Problem requirements
Which of the lines below include "manager"? Each one should be copied out.

[Supplied information]

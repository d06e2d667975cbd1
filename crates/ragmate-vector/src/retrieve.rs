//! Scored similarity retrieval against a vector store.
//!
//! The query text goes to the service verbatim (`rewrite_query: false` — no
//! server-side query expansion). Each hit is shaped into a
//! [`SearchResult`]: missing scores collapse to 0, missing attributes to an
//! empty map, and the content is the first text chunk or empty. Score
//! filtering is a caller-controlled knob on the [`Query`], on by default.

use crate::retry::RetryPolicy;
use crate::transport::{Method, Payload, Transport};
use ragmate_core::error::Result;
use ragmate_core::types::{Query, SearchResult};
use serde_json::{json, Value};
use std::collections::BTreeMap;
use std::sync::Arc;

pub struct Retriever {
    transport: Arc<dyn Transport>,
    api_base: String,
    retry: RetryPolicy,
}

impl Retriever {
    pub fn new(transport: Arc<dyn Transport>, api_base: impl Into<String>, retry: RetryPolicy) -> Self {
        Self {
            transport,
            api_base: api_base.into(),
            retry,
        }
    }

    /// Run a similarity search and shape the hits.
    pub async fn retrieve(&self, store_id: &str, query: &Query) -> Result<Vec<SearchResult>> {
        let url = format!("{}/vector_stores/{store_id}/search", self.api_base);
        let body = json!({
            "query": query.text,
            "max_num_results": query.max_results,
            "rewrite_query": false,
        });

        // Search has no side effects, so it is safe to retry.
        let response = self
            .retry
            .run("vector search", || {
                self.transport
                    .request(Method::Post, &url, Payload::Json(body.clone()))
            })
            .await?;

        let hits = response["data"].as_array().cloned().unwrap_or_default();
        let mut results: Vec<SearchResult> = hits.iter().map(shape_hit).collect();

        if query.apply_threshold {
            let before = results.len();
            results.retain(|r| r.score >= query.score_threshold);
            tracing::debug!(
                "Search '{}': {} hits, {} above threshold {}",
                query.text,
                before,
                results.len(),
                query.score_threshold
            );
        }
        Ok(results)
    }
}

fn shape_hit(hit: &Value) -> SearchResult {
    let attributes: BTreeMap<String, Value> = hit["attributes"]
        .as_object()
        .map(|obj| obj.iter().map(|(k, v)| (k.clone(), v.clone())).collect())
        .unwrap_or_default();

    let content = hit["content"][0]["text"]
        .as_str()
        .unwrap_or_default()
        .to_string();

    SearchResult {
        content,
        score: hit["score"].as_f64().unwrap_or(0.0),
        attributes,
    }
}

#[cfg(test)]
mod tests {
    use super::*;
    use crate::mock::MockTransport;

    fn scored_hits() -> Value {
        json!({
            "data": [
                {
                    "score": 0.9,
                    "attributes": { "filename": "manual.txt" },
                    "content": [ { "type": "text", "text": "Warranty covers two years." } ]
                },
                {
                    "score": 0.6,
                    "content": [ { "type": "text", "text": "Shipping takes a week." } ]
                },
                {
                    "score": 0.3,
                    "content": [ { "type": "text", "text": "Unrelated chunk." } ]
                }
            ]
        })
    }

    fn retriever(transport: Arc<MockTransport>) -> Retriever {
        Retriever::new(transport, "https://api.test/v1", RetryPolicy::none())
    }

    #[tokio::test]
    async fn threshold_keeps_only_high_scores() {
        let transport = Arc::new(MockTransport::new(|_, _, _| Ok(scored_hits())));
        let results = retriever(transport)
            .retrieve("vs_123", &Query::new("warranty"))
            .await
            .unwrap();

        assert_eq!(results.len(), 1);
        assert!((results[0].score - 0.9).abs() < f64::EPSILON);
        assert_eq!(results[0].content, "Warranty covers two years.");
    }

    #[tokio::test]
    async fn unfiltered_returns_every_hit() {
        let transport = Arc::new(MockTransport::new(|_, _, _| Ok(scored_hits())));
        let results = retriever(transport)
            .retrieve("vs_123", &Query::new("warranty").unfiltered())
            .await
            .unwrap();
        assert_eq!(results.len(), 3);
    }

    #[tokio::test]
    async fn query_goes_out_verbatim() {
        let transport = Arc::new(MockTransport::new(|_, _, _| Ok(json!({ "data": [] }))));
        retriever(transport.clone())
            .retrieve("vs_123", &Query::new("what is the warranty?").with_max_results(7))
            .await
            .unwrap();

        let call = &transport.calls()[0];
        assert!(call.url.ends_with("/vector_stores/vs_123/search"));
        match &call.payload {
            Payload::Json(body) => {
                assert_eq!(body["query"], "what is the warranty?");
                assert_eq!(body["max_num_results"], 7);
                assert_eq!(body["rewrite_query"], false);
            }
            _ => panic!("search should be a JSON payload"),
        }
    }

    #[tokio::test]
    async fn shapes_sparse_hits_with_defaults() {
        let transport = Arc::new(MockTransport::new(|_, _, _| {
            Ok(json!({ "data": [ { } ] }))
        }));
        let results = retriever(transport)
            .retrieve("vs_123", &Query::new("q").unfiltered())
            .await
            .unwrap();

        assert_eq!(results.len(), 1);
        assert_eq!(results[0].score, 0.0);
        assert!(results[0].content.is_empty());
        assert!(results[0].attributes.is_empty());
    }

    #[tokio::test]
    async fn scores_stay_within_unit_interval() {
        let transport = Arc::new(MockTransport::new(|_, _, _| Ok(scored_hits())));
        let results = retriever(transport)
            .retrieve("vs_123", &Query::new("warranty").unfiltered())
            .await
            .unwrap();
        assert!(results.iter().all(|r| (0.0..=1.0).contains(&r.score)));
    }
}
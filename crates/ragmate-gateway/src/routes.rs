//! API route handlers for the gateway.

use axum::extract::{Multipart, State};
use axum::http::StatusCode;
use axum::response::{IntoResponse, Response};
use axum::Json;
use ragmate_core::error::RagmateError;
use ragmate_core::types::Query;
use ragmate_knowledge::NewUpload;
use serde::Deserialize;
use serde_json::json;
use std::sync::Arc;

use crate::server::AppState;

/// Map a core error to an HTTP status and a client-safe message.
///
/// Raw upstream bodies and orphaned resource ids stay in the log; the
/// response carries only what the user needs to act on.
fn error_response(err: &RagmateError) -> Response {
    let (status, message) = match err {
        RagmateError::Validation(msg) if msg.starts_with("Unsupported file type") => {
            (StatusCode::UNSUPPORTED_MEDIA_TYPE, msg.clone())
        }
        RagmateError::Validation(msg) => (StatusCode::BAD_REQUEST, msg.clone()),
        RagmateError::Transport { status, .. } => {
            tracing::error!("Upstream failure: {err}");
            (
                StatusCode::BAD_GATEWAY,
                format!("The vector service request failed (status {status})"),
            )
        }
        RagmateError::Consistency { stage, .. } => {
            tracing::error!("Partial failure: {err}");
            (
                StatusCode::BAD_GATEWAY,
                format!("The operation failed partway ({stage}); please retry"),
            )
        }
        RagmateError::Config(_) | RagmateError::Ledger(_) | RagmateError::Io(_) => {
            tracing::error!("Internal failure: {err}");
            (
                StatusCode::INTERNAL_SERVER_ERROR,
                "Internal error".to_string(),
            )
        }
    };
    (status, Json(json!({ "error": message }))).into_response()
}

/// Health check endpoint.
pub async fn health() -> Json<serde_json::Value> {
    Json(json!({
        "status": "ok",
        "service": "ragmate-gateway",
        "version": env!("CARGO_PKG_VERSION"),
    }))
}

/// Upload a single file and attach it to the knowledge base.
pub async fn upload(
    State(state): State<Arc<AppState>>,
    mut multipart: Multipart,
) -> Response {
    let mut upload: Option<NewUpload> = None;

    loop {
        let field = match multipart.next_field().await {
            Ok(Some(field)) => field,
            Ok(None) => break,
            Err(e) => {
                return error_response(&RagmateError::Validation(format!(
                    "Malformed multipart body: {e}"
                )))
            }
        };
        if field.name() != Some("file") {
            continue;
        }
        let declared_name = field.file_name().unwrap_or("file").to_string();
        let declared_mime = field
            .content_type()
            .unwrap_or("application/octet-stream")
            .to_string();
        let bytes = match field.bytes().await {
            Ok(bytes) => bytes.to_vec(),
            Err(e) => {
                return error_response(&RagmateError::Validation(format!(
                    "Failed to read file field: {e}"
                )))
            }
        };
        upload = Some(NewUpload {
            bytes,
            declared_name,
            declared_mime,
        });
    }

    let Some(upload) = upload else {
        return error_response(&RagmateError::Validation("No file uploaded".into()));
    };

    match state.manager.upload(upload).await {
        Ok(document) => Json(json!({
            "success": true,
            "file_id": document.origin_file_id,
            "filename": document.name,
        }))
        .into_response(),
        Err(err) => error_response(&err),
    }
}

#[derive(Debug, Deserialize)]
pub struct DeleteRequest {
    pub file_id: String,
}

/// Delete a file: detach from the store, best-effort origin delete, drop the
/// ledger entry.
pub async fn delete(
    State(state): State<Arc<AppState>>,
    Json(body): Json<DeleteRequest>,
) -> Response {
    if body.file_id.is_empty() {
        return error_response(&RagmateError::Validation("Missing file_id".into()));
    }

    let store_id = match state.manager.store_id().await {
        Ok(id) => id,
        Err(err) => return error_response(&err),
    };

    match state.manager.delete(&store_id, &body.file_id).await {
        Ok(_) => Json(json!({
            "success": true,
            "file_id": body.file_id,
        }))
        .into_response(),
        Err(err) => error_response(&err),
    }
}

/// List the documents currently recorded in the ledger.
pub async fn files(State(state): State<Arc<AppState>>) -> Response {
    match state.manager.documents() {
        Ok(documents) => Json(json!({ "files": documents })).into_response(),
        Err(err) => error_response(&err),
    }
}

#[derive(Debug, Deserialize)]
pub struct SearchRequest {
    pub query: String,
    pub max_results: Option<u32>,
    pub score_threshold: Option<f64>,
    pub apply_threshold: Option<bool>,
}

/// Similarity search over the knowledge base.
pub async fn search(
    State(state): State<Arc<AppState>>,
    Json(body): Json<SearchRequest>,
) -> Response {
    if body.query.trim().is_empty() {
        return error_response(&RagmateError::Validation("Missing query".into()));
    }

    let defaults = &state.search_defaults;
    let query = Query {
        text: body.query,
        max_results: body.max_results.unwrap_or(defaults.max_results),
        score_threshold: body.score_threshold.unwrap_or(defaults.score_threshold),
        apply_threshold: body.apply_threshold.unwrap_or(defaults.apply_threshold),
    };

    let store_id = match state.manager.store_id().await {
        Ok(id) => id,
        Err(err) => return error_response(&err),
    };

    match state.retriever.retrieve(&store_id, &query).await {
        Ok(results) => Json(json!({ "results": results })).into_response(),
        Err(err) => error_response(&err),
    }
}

[/Supplied information]

Answer space
    match state.manager.upload(upload).await {
    let store_id = match state.manager.store_id().await {
    match state.manager.delete(&store_id, &body.file_id).await {
    match state.manager.documents() {
    let store_id = match state.manager.store_id().await {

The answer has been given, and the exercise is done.